By providing the clearest picture yet of the urgency of phasing out fossil fuels, the IPCC report also provides a new tool for holding institutions at all levels accountable to commensurate action.

–The OilWire Team

P.S. Please forward the OilWire subscription link to anyone you think would be interested – and send us feedback and content suggestions at oilwire@priceofoil.org. Previous editions are available here.

THE DATA


In 2016, Oil Change International found that existing fossil fuel extraction projects globally contain enough oil, gas, and coal to push the world beyond the Paris Agreement’s temperature limits. This finding was based on carbon budgets in the last major IPCC report from 2014.

How do somewhat larger carbon budget estimates in the IPCC’s latest report compare? The figure below provides an initial look. (Note: There is an active scientific debate over evolving methodologies, and the larger budgets do not yet reflect a clear scientific consensus.)

The key takeaway is this: There is still no room for new fossil fuel development. Staying within the 1.5°C limit (or “well below” 2°C) will require government action to manage the decline of fossil fuel production.

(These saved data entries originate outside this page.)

//! Configuration module for ltk-harvest
//!
//! This module handles loading, parsing, and validating TOML configuration files.
//! Command-line flags are layered on top of the loaded values by the binary.
//!
//! # Example
//!
//! ```no_run
//! use ltk_harvest::config::load_config;
//! use std::path::Path;
//!
//! let config = load_config(Path::new("harvest.toml")).unwrap();
//! println!("Crawl workers: {}", config.crawler.workers);
//! ```

mod parser;
mod types;
mod validation;

// Re-export types
pub use types::{Config, CrawlerConfig, FetcherKind, MediaConfig, NetworkConfig, StorageConfig};

// Re-export parser functions
pub use parser::{config_digest, load_config, load_config_with_hash};
pub use validation::validate;
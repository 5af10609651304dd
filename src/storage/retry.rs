//! Retry-on-contention policy for frontier store writes
//!
//! SQLite reports `SQLITE_BUSY`/`SQLITE_LOCKED` when another connection or
//! process holds the write lock. Every store operation runs through a
//! [`RetryPolicy`], which sleeps a backoff interval and re-executes the
//! identical operation on those codes. Any other error propagates at once.
//!
//! # Liveness
//!
//! With `max_attempts: None` (the default) there is no ceiling: a writer
//! that never releases the lock stalls the caller forever. Set
//! `retry-max-attempts` in the storage config to trade that for a
//! [`StorageError::ContentionExhausted`] error.

use crate::config::StorageConfig;
use crate::storage::traits::{StorageError, StorageResult};
use rand::Rng;
use rusqlite::ErrorCode;
use std::time::Duration;

/// Sleep strategy between contention retries
#[derive(Debug, Clone, Copy, PartialEq, Eq)]
pub enum Backoff {
    /// Uniformly random sleep in `[0, max)`
    Random { max: Duration },
    /// Constant sleep
    Fixed(Duration),
}

impl Backoff {
    fn delay(&self) -> Duration {
        match *self {
            Backoff::Random { max } => {
                let factor: f64 = rand::thread_rng().gen();
                Duration::from_secs_f64(max.as_secs_f64() * factor)
            }
            Backoff::Fixed(delay) => delay,
        }
    }
}

/// Explicit retry policy wrapping every frontier store call
#[derive(Debug, Clone, Copy, PartialEq, Eq)]
pub struct RetryPolicy {
    pub backoff: Backoff,
    /// Total attempts allowed; `None` retries forever
    pub max_attempts: Option<u32>,
}

impl Default for RetryPolicy {
    fn default() -> Self {
        Self {
            backoff: Backoff::Random {
                max: Duration::from_secs(1),
            },
            max_attempts: None,
        }
    }
}

impl RetryPolicy {
    pub fn from_config(config: &StorageConfig) -> Self {
        Self {
            backoff: Backoff::Random {
                max: Duration::from_millis(config.retry_max_backoff_ms),
            },
            max_attempts: config.retry_max_attempts,
        }
    }

    /// Runs `op`, retrying it for as long as the database reports contention
    pub fn run<T, F>(&self, operation: &str, mut op: F) -> StorageResult<T>
    where
        F: FnMut() -> rusqlite::Result<T>,
    {
        let mut attempt: u32 = 0;

        loop {
            attempt += 1;
            match op() {
                Ok(value) => return Ok(value),
                Err(e) if is_contention(&e) => {
                    if let Some(max) = self.max_attempts {
                        if attempt >= max {
                            tracing::error!(
                                operation,
                                attempts = attempt,
                                "Database still busy after all retry attempts"
                            );
                            return Err(StorageError::ContentionExhausted {
                                operation: operation.to_string(),
                                attempts: attempt,
                            });
                        }
                    }

                    let delay = self.backoff.delay();
                    tracing::warn!(
                        operation,
                        attempt,
                        delay_ms = delay.as_millis() as u64,
                        "Database busy, retrying"
                    );
                    std::thread::sleep(delay);
                }
                Err(e) => return Err(e.into()),
            }
        }
    }
}

/// Returns true when the error is SQLite signalling lock contention
pub fn is_contention(error: &rusqlite::Error) -> bool {
    matches!(
        error,
        rusqlite::Error::SqliteFailure(e, _)
            if matches!(e.code, ErrorCode::DatabaseBusy | ErrorCode::DatabaseLocked)
    )
}

#[cfg(test)]
mod tests {
    use super::*;
    use rusqlite::ffi;

    fn busy() -> rusqlite::Error {
        rusqlite::Error::SqliteFailure(ffi::Error::new(ffi::SQLITE_BUSY), None)
    }

    fn fast_policy(max_attempts: Option<u32>) -> RetryPolicy {
        RetryPolicy {
            backoff: Backoff::Fixed(Duration::from_millis(1)),
            max_attempts,
        }
    }

    #[test]
    fn test_busy_is_retried_until_success() {
        let mut calls = 0;
        let result = fast_policy(None).run("test", || {
            calls += 1;
            if calls < 4 {
                Err(busy())
            } else {
                Ok(calls)
            }
        });

        assert_eq!(result.unwrap(), 4);
        assert_eq!(calls, 4);
    }

    #[test]
    fn test_locked_counts_as_contention() {
        let locked = rusqlite::Error::SqliteFailure(ffi::Error::new(ffi::SQLITE_LOCKED), None);
        assert!(is_contention(&locked));
        assert!(is_contention(&busy()));
        assert!(!is_contention(&rusqlite::Error::QueryReturnedNoRows));
    }

    #[test]
    fn test_other_errors_propagate_immediately() {
        let mut calls = 0;
        let result: StorageResult<()> = fast_policy(None).run("test", || {
            calls += 1;
            Err(rusqlite::Error::QueryReturnedNoRows)
        });

        assert!(matches!(result, Err(StorageError::Sqlite(_))));
        assert_eq!(calls, 1);
    }

    #[test]
    fn test_cap_is_honoured() {
        let mut calls = 0;
        let result: StorageResult<()> = fast_policy(Some(3)).run("test", || {
            calls += 1;
            Err(busy())
        });

        assert!(matches!(
            result,
            Err(StorageError::ContentionExhausted { attempts: 3, .. })
        ));
        assert_eq!(calls, 3);
    }

    #[test]
    fn test_random_backoff_stays_below_max() {
        let backoff = Backoff::Random {
            max: Duration::from_millis(20),
        };
        for _ in 0..100 {
            assert!(backoff.delay() < Duration::from_millis(20));
        }
    }
}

Read the full analysis here.

No Room for New Fossil Fuels in a 1.5°C World:

CO2 Emissions from Developed Fossil Fuel Reserves, Compared to a Range of IPCC Carbon Budgets*

*We compare carbon budgets from the 5th Assessment Report (AR5) to two sets of budgets in the Special Report on 1.5 Degrees (SR1.5). SR1.5 uses measures of both global surface air temperature (GSAT) and global mean surface temperature (GMST). The AR5 used GSAT. For full sources and context, read the post from Oil Change International.

WHAT WE’RE TRACKING


Trends in the Right Direction

Dutch Court Upholds Strong Climate Verdict. Precedent for Shell?
The day after the release of the IPCC report, a Dutch Appeals Court upheld a landmark 2015 climate ruling. The appeals court went further than the initial ruling, finding that the Dutch government has a “legal duty to ensure the protection of the life and family life of citizens” from climate change. In addition to forcing the Dutch government to achieve faster cuts in emissions by 2020 to protect human rights, the decision creates momentum for other climate liability lawsuits pending worldwide, including those against oil companies.

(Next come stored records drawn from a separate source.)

//! ltk-harvest main entry point
//!
//! This is the command-line interface for the resumable post and media
//! harvester.

use anyhow::Context;
use clap::{Parser, Subcommand};
use ltk_harvest::config::{load_config_with_hash, validate, Config, FetcherKind};
use ltk_harvest::crawler::{Coordinator, ProfileDiscovery};
use ltk_harvest::media::{MediaCoordinator, MediaRun};
use ltk_harvest::model::{MediaFilter, MediaKind};
use ltk_harvest::output::{load_statistics, print_statistics};
use ltk_harvest::storage::open_storage;
use std::path::PathBuf;
use tokio_util::sync::CancellationToken;
use tracing_subscriber::EnvFilter;

/// ltk-harvest: a resumable post and media harvester
///
/// Posts are crawled into a SQLite frontier that survives interruption;
/// rerunning a command picks up where the last run stopped.
#[derive(Parser, Debug)]
#[command(name = "ltk-harvest")]
#[command(version = "1.0.0")]
#[command(about = "A resumable post and media harvester", long_about = None)]
struct Cli {
    /// Path to TOML configuration file
    #[arg(short, long, value_name = "CONFIG", global = true)]
    config: Option<PathBuf>,

    /// Increase logging verbosity (-v, -vv, -vvv)
    #[arg(short, long, action = clap::ArgAction::Count, global = true)]
    verbose: u8,

    /// Suppress non-error output
    #[arg(short, long, conflicts_with = "verbose", global = true)]
    quiet: bool,

    /// Database path (overrides the config file)
    #[arg(long, value_name = "PATH", global = true)]
    db: Option<String>,

    /// Proxy for every request (overrides the config file)
    #[arg(long, value_name = "URL", global = true)]
    proxy: Option<String>,

    #[command(subcommand)]
    command: Command,
}

#[derive(Subcommand, Debug)]
enum Command {
    /// Fetch pending posts until the frontier is drained
    Crawl {
        /// Share URL of a post to add to the frontier (repeatable)
        #[arg(long = "seed", value_name = "URL")]
        seeds: Vec<String>,

        #[arg(long)]
        workers: Option<usize>,

        #[arg(long)]
        batch_size: Option<usize>,

        #[arg(long, value_enum)]
        fetcher: Option<FetcherKind>,
    },

    /// Find new posts of the profiles already in the database and fetch them
    Profiles {
        /// Recent posts requested per profile
        #[arg(long)]
        max_per_profile: Option<usize>,
    },

    /// Download images that have no stored row yet
    Media {
        #[arg(long, value_enum, default_value = "product")]
        kind: MediaKind,

        #[arg(long)]
        workers: Option<usize>,

        #[arg(long)]
        batch_size: Option<usize>,

        /// Only products with a known price
        #[arg(long)]
        only_with_price: bool,

        /// Newest posts first
        #[arg(long)]
        most_recent_first: bool,

        /// Clear recorded media errors so those ids are fetched again
        #[arg(long)]
        retry_errors: bool,
    },

    /// Show statistics from the database and exit
    Stats,
}

#[tokio::main]
async fn main() -> anyhow::Result<()> {
    let cli = Cli::parse();

    // Setup logging based on verbosity
    setup_logging(cli.verbose, cli.quiet);

    let mut config = load_configuration(cli.config.as_ref())?;
    apply_overrides(&mut config, &cli);
    validate(&config).context("invalid configuration")?;

    match cli.command {
        Command::Crawl { seeds, .. } => handle_crawl(config, &seeds).await,
        Command::Profiles { .. } => handle_profiles(config).await,
        Command::Media {
            kind,
            only_with_price,
            most_recent_first,
            retry_errors,
            ..
        } => {
            let filter = MediaFilter {
                only_with_price: only_with_price || config.media.only_with_price,
                most_recent_first: most_recent_first || config.media.most_recent_first,
            };
            let run = MediaRun {
                kind,
                filter,
                retry_errors,
            };
            handle_media(config, run).await
        }
        Command::Stats => handle_stats(&config),
    }
}

/// Sets up the logging/tracing subscriber based on verbosity level
fn setup_logging(verbose: u8, quiet: bool) {
    let filter = if quiet {
        // Only show errors
        EnvFilter::new("error")
    } else {
        match verbose {
            0 => EnvFilter::new("ltk_harvest=info,warn"),
            1 => EnvFilter::new("ltk_harvest=debug,info"),
            2 => EnvFilter::new("ltk_harvest=trace,debug"),
            _ => EnvFilter::new("trace"),
        }
    };

    tracing_subscriber::fmt()
        .with_env_filter(filter)
        .with_target(false)
        .with_thread_ids(false)
        .with_file(false)
        .init();
}

fn load_configuration(path: Option<&PathBuf>) -> anyhow::Result<Config> {
    match path {
        Some(path) => {
            tracing::info!("Loading configuration from: {}", path.display());
            let (config, hash) = load_config_with_hash(path)
                .with_context(|| format!("failed to load {}", path.display()))?;
            tracing::info!("Configuration loaded successfully (hash: {})", hash);
            Ok(config)
        }
        None => {
            tracing::debug!("No configuration file given, using defaults");
            Ok(Config::default())
        }
    }
}

/// Layers command-line flags over the loaded configuration
fn apply_overrides(config: &mut Config, cli: &Cli) {
    if let Some(db) = &cli.db {
        config.storage.database_path = db.clone();
    }
    if let Some(proxy) = &cli.proxy {
        config.network.proxy = Some(proxy.clone());
    }

    match &cli.command {
        Command::Crawl {
            workers,
            batch_size,
            fetcher,
            ..
        } => {
            if let Some(workers) = workers {
                config.crawler.workers = *workers;
            }
            if let Some(batch_size) = batch_size {
                config.crawler.batch_size = *batch_size;
            }
            if let Some(fetcher) = fetcher {
                config.crawler.fetcher = *fetcher;
            }
        }
        Command::Profiles { max_per_profile } => {
            if let Some(limit) = max_per_profile {
                config.crawler.profile_search_limit = *limit;
            }
        }
        Command::Media {
            workers,
            batch_size,
            ..
        } => {
            if let Some(workers) = workers {
                config.media.workers = *workers;
            }
            if let Some(batch_size) = batch_size {
                config.media.batch_size = *batch_size;
            }
        }
        Command::Stats => {}
    }
}

/// Cancels the returned token on Ctrl-C
fn interrupt_token() -> CancellationToken {
    let cancel = CancellationToken::new();
    let trigger = cancel.clone();

    tokio::spawn(async move {
        if tokio::signal::ctrl_c().await.is_ok() {
            tracing::warn!("Interrupt received, stopping workers");
            trigger.cancel();
        }
    });

    cancel
}

/// Handles the crawl command
async fn handle_crawl(config: Config, seeds: &[String]) -> anyhow::Result<()> {
    tracing::info!(
        "Crawling with {} workers ({:?} fetcher), database {}",
        config.crawler.workers,
        config.crawler.fetcher,
        config.storage.database_path
    );

    let coordinator = Coordinator::new(config)?;
    if !seeds.is_empty() {
        coordinator.seed(seeds).await?;
    }

    match coordinator.run(&interrupt_token()).await {
        Ok(report) => {
            tracing::info!(
                "Crawl completed successfully: {} posts, {} errors",
                report.persisted,
                report.errors
            );
            Ok(())
        }
        Err(e) => {
            tracing::error!("Crawl failed: {}", e);
            Err(e.into())
        }
    }
}

/// Handles the profiles command
async fn handle_profiles(config: Config) -> anyhow::Result<()> {
    let discovery = ProfileDiscovery::new(config)?;

    match discovery.run(&interrupt_token()).await {
        Ok(report) => {
            tracing::info!(
                "Discovery completed: {} new posts from {} profiles, {} fetched, {} errors",
                report.discovered,
                report.profiles,
                report.fetched,
                report.errors
            );
            Ok(())
        }
        Err(e) => {
            tracing::error!("Discovery failed: {}", e);
            Err(e.into())
        }
    }
}

/// Handles the media command
async fn handle_media(config: Config, run: MediaRun) -> anyhow::Result<()> {
    let coordinator = MediaCoordinator::new(config)?;

    match coordinator.run(run, &interrupt_token()).await {
        Ok(report) => {
            tracing::info!(
                "Media pass completed: {} {} items, {} errors",
                report.persisted,
                run.kind,
                report.errors
            );
            Ok(())
        }
        Err(e) => {
            tracing::error!("Media pass failed: {}", e);
            Err(e.into())
        }
    }
}

/// Handles the stats command
fn handle_stats(config: &Config) -> anyhow::Result<()> {
    println!("Database: {}\n", config.storage.database_path);

    let storage = open_storage(&config.storage)?;
    let stats = load_statistics(&storage)?;
    print_statistics(&stats);

    Ok(())
}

A Dutch court is also going to hear arguments in a lawsuit that Friends of the Earth Netherlands/Milieudefensie is bringing against Shell. That suit seeks to compel Shell to reduce its fossil fuel production activities in order to align its business model with the Paris Agreement. Of particular interest for the Shell case, the court ruling in Urgenda Foundation v. The State of Netherlands dismisses climate scenarios that rely on future negative emissions technologies – a tactic used by Shell (and other oil and gas companies) – as “highly uncertain” and not a reasonable basis for delaying emissions cuts in the near term. Read the full court ruling (in English) here. (The Guardian, Climate Liability News)

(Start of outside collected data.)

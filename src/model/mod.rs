//! Data model for harvested records
//!
//! Posts, products, and product details mirror the rows stored by the
//! frontier store. Relationships between them are by id only.

use serde::{Deserialize, Serialize};
use std::fmt;
use url::Url;

use crate::HarvestError;

/// A pending entry of the frontier: a post id and where to fetch it from
#[derive(Debug, Clone, PartialEq, Eq, Hash)]
pub struct FrontierItem {
    pub id: String,
    pub locator: String,
}

impl FrontierItem {
    pub fn new(id: impl Into<String>, locator: impl Into<String>) -> Self {
        Self {
            id: id.into(),
            locator: locator.into(),
        }
    }

    /// Builds a frontier item from a post share URL
    ///
    /// Share URLs end with the platform id of the post
    /// (`https://www.shopltk.com/explore/<user>/posts/<id>`), so the last
    /// non-empty path segment becomes the item id.
    pub fn from_locator(locator: &str) -> Result<Self, HarvestError> {
        let invalid = |reason: &str| HarvestError::InvalidLocator {
            locator: locator.to_string(),
            reason: reason.to_string(),
        };

        let url = Url::parse(locator).map_err(|e| invalid(&e.to_string()))?;
        if !matches!(url.scheme(), "http" | "https") {
            return Err(invalid("scheme must be http or https"));
        }

        let id = url
            .path_segments()
            .and_then(|segments| segments.filter(|s| !s.is_empty()).last())
            .ok_or_else(|| invalid("no path segment to derive an id from"))?;

        Ok(Self::new(id, locator))
    }
}

/// Shared product details record (many products may reference one)
#[derive(Debug, Clone, PartialEq, Serialize, Deserialize)]
pub struct ProductDetails {
    pub id: String,
    pub name: String,
    pub advertiser_name: String,
    pub advertiser_parent_id: String,
    pub price: Option<f64>,
    pub local_price: Option<f64>,
    pub currency: String,
    pub retailer_id: String,
    pub retailer_ids: Vec<String>,
    pub min_price: String,
    pub min_sale_price: String,
    pub max_price: String,
    pub max_sale_price: String,
    pub top_level_category: String,
}

/// A product attached to a post
#[derive(Debug, Clone, PartialEq)]
pub struct Product {
    pub id: String,
    pub post_id: String,
    pub hyperlink: String,
    pub image_url: String,
    pub retailer_display_name: String,
    pub retailer_id: String,
    pub fetched_at: i64,
    pub details: Option<ProductDetails>,
    /// Why details could not be fetched; the product is stored as a stub
    pub error: Option<String>,
}

/// A post record
#[derive(Debug, Clone, PartialEq)]
pub struct Post {
    pub id: String,
    pub hero_image: String,
    pub hero_image_width: i64,
    pub hero_image_height: i64,
    pub video_url: Option<String>,
    pub profile_id: String,
    pub profile_user_id: String,
    pub status: String,
    pub caption: String,
    pub share_url: String,
    pub date_created: i64,
    pub date_updated: i64,
    pub date_published: i64,
    pub product_ids: Vec<String>,
    pub fetched_at: i64,
}

/// Everything one fetch produced
///
/// The post that was asked for comes first; any other posts found on the
/// same page are cross-references that join the frontier when persisted.
#[derive(Debug, Clone, Default, PartialEq)]
pub struct PostAggregate {
    pub posts: Vec<Post>,
    pub products: Vec<Product>,
}

impl PostAggregate {
    pub fn primary(&self) -> Option<&Post> {
        self.posts.first()
    }
}

/// The two classes of binary media the harvester downloads
#[derive(
    Debug, Clone, Copy, PartialEq, Eq, Hash, Serialize, Deserialize, clap::ValueEnum,
)]
pub enum MediaKind {
    /// `products.image_url`, stored in `product_images`
    #[value(name = "product")]
    #[serde(rename = "product")]
    ProductImage,
    /// `posts.hero_image`, stored in `post_hero_images`
    #[value(name = "post")]
    #[serde(rename = "post")]
    PostHeroImage,
}

impl MediaKind {
    pub const ALL: [MediaKind; 2] = [MediaKind::ProductImage, MediaKind::PostHeroImage];
}

impl fmt::Display for MediaKind {
    fn fmt(&self, f: &mut fmt::Formatter<'_>) -> fmt::Result {
        match self {
            Self::ProductImage => write!(f, "product"),
            Self::PostHeroImage => write!(f, "post"),
        }
    }
}

/// Optional narrowing/ordering of the missing-media scan
///
/// These only change which missing ids come back first; they never make the
/// scan return an id that already has a blob row.
#[derive(Debug, Clone, Copy, Default, PartialEq, Eq)]
pub struct MediaFilter {
    /// Product images only: skip products without a price
    pub only_with_price: bool,
    /// Order by `fetched_at` descending
    pub most_recent_first: bool,
}

#[cfg(test)]
mod tests {
    use super::*;

    #[test]
    fn test_from_locator_uses_last_segment() {
        let item =
            FrontierItem::from_locator("https://www.shopltk.com/explore/jane/posts/abc-123")
                .unwrap();
        assert_eq!(item.id, "abc-123");
        assert_eq!(item.locator, "https://www.shopltk.com/explore/jane/posts/abc-123");
    }

    #[test]
    fn test_from_locator_ignores_trailing_slash() {
        let item = FrontierItem::from_locator("https://example.com/posts/xyz/").unwrap();
        assert_eq!(item.id, "xyz");
    }

    #[test]
    fn test_from_locator_rejects_bad_input() {
        assert!(FrontierItem::from_locator("not a url").is_err());
        assert!(FrontierItem::from_locator("https://example.com/").is_err());
        assert!(FrontierItem::from_locator("ftp://example.com/a").is_err());
    }

    #[test]
    fn test_empty_aggregate_has_no_primary() {
        let aggregate = PostAggregate::default();
        assert!(aggregate.primary().is_none());
    }

    #[test]
    fn test_media_kind_display() {
        assert_eq!(MediaKind::ProductImage.to_string(), "product");
        assert_eq!(MediaKind::PostHeroImage.to_string(), "post");
    }
}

Learn more about the climate case against Shell and add your support here.

Insights

Permian Oil Production and Pollution Surge After Lifting of U.S. Export Ban
A group of U.S. journalists is producing a series of investigative reports on the causes and impacts of the unprecedented drilling “frenzy” occurring in the Permian Basin, which stretches across the U.S. states of Texas and New Mexico. Enabled by the lifting of the U.S. crude oil export ban under the Obama administration, and driven by fracking, Permian oil production has doubled in just four years – and is poised to double again by 2023. Production growth in the Permian is responsible for making the United States the world’s largest oil producer. As the report describes it, rising production and exports is “bringing big profits to oil companies as well as lung-searing pollution … while threatening to exacerbate climate change.” Read Part I and Part II in the series. (Center for Public Integrity)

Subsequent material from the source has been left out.